# [WHAT YOU NEED TO DO]
Look through the lines below and copy each one that includes "Deserialize".

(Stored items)
##########

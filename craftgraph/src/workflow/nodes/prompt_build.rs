//! `prompt_build`: one image prompt per concept variant.

use std::sync::Arc;

use async_trait::async_trait;
use serde::Deserialize;
use serde_json::json;

use crate::gateway::{ModelOutcome, ModelRequest, TaskType};
use crate::workflow::executor::{ExecutorContext, ExecutorFault, NodeExecutor};
use crate::workflow::outputs::ConceptVariant;
use crate::workflow::state::{Phase, WorkflowState};
use crate::workflow::update::StateUpdate;

use super::{describe_ingredients, fallback_error, PROMPT_BUILD};

/// Visual style of each variant slot, in order. Cycled when more variants are configured.
pub const VARIANT_STYLES: [&str; 3] = [
    "hero product shot",
    "in-use lifestyle scene",
    "exploded materials diagram",
];

#[derive(Debug, Deserialize)]
struct PromptPayload {
    prompts: Vec<String>,
}

fn subject(state: &WorkflowState) -> String {
    match (&state.selected_option, &state.artifact_type) {
        (Some(option), _) => option.title.clone(),
        (None, Some(artifact)) => format!("upcycled {}", artifact),
        (None, None) => "upcycled craft project".to_string(),
    }
}

fn template_prompt(subject: &str, materials: &str, style: &str) -> String {
    format!(
        "{} of a {} made from {}, natural light, clean background",
        style, subject, materials
    )
}

pub struct PromptBuild {
    ctx: Arc<ExecutorContext>,
}

impl PromptBuild {
    pub fn new(ctx: Arc<ExecutorContext>) -> Self {
        Self { ctx }
    }
}

#[async_trait]
impl NodeExecutor for PromptBuild {
    fn id(&self) -> &'static str {
        PROMPT_BUILD
    }

    async fn execute(&self, state: &WorkflowState) -> Result<StateUpdate, ExecutorFault> {
        let count = self.ctx.config.variant_count;
        let styles: Vec<&str> = VARIANT_STYLES.iter().copied().cycle().take(count).collect();
        let subject = subject(state);
        let materials = describe_ingredients(&state.ingredients);

        let prompt = format!(
            "Write {} image-generation prompts for \"{}\" built from {}. \
             Styles, in order: {}.",
            count,
            subject,
            materials,
            styles.join("; ")
        );
        let schema = json!({
            "type": "object",
            "required": ["prompts"],
            "properties": {"prompts": {"type": "array", "items": {"type": "string"}}}
        });
        let outcome = self
            .ctx
            .call::<PromptPayload>(ModelRequest::new(TaskType::Creative, prompt).with_schema(schema))
            .await;

        let mut update = StateUpdate {
            phase: Some(Phase::ConceptGeneration),
            ..StateUpdate::new()
        };
        if let Some(err) = fallback_error(PROMPT_BUILD, TaskType::Creative, &outcome) {
            update.push_error(err);
        }
        let mut drafted = match outcome {
            ModelOutcome::Success { data } => data.prompts,
            _ => Vec::new(),
        }
        .into_iter();

        let variants = styles
            .iter()
            .enumerate()
            .map(|(index, style)| {
                let prompt = drafted
                    .next()
                    .map(|p| p.trim().to_string())
                    .filter(|p| !p.is_empty())
                    .unwrap_or_else(|| template_prompt(&subject, &materials, style));
                ConceptVariant {
                    index,
                    style: style.to_string(),
                    prompt,
                    image: None,
                }
            })
            .collect();

        update.concept_variants = Some(variants);
        update.image_iterations = Some(0);
        Ok(update)
    }
}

##########

# [SOLUTION BELOW]
use serde::Deserialize;
#[derive(Debug, Deserialize)]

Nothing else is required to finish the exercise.